What off-Broadway musical did you see? In what ways was it a mess?
So, uniquely for a city that is not NYC, Chicago is currently playing host to Paradise Square---a pre-Broadway musical from a star-studded creative team, who nevertheless decided to debut their rough draft in Chicago as opposed to somewhere off-off-Broadway like New Jersey. And to be fair, it's had solid ticket sales since it opened, one of the few "Broadway in Chicago" shows that a) has dared brave the world of 2021 ticket sales, and b) isn't a Disney property.
I---and my mother, who has vinyl Streisand records and took me to my very first production of Phantom of the Opera in Detroit in the 00s---had an amazing time watching it. Even for two Midwestern musical theater fans, it was unprecedented to see something that hasn't been fully polished, finalized, won a Tony. No wonder people have such strong OCR/OBC feelings!
However, it is very clearly a rough draft of a rough draft---Paradise Square as it exists now is probably 3 different musicals crammed into one. They desperately need an editor to streamline and focus the narrative and character arcs, give it a coherent framing, trim the excess themes. There's too much going on, too many songs that are repetitive or don't meaningfully contribute to the forward motion of the story. They badly need a dramaturge and hopefully one that can bully the songwriter and whoever wrote the book, because it all needs a lot of elbow grease.
Not to mention all the clumsy references to other musicals---the John/Abigail duet from 1776, the barricade scene from Les Mis, more than one Billy Elliot-style political dance-off...the story might be burnished into something original with work and time, but right now it's all echoes.

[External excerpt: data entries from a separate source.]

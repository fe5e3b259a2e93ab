//! Blockchain API collaborators
//!
//! The metadata effects only see the traits in this module. [`HttpApi`] is
//! the production implementation talking to the NeonDB wallet API over
//! HTTP; tests substitute their own.

use crate::error::{MetadataError, Result};
use crate::network::{MAIN_NET, TEST_NET};
use async_trait::async_trait;
use serde::{Deserialize, Serialize};
use std::sync::Arc;
use std::time::Duration;
use tracing::debug;

pub const MAIN_NET_API: &str = "http://api.wallet.cityofzion.io";
pub const TEST_NET_API: &str = "http://testnet-api.wallet.cityofzion.io";

/// Body of `GET /v2/version`.
#[derive(Debug, Clone, PartialEq, Eq, Serialize, Deserialize)]
pub struct VersionInfo {
    pub version: String,
}

#[derive(Debug, Deserialize)]
struct HeightResponse {
    block_height: u64,
}

/// Fetches the latest advertised wallet version from a URL.
#[async_trait]
pub trait VersionSource: Send + Sync {
    async fn fetch_version(&self, url: &str) -> Result<VersionInfo>;
}

/// Maps a network value to the base URL of its API.
pub trait EndpointResolver: Send + Sync {
    fn endpoint_for(&self, network: &str) -> String;
}

/// Queries the current chain height of a network.
#[async_trait]
pub trait HeightSource: Send + Sync {
    async fn height_for(&self, network: &str) -> Result<u64>;
}

/// Endpoint table of the NeonDB wallet API.
///
/// Public networks map to the hosted API; any other value is taken to be the
/// URL of a private node.
#[derive(Debug, Default, Clone, Copy)]
pub struct NeonDbResolver;

impl EndpointResolver for NeonDbResolver {
    fn endpoint_for(&self, network: &str) -> String {
        match network {
            MAIN_NET => MAIN_NET_API.to_string(),
            TEST_NET => TEST_NET_API.to_string(),
            other => other.trim_end_matches('/').to_string(),
        }
    }
}

/// reqwest-backed client for the wallet API.
#[derive(Clone)]
pub struct HttpApi {
    client: reqwest::Client,
    resolver: Arc<dyn EndpointResolver>,
}

impl HttpApi {
    /// Client using the NeonDB endpoint table.
    pub fn new(timeout: Duration) -> Result<Self> {
        Self::with_resolver(timeout, Arc::new(NeonDbResolver))
    }

    pub fn with_resolver(timeout: Duration, resolver: Arc<dyn EndpointResolver>) -> Result<Self> {
        let client = reqwest::Client::builder()
            .timeout(timeout)
            .build()
            .map_err(|e| MetadataError::NetworkError(format!("failed to create HTTP client: {}", e)))?;
        Ok(Self { client, resolver })
    }

    pub fn resolver(&self) -> Arc<dyn EndpointResolver> {
        Arc::clone(&self.resolver)
    }

    async fn get_json<T: serde::de::DeserializeOwned>(&self, url: &str) -> Result<T> {
        debug!("GET {}", url);
        let response = self.client.get(url).send().await?.error_for_status()?;
        Ok(response.json::<T>().await?)
    }
}

#[async_trait]
impl VersionSource for HttpApi {
    async fn fetch_version(&self, url: &str) -> Result<VersionInfo> {
        self.get_json(url).await
    }
}

#[async_trait]
impl HeightSource for HttpApi {
    async fn height_for(&self, network: &str) -> Result<u64> {
        let url = format!("{}/v2/block/height", self.resolver.endpoint_for(network));
        let body: HeightResponse = self.get_json(&url).await?;
        Ok(body.block_height)
    }
}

And yet...still...there's a kernel there. The idea that Black and Irish immigrant communities have more in common than tears them apart, could be vitally relevant in Chicago. The Five Points draft riots are intensely interesting, and ripe for storytelling. And holy shit, coming out of the theater, my mom and I kept turning to each other and saying something along the lines of "who cares about plot when [actress Joaquina Kalukango] is singing."
(Honestly, how does anyone notice anything when she opens her mouth? I mean, I hope she's slumming it for the holidays, because she deserves actual Broadway Broadway.)
It was a lot of fun! I've never seen a play or musical in anything less than finished form, so it was a new experience---plus, with a day-before-Thanksgiving, the audience was almost entirely young people and wine. We were predisposed to have a good time.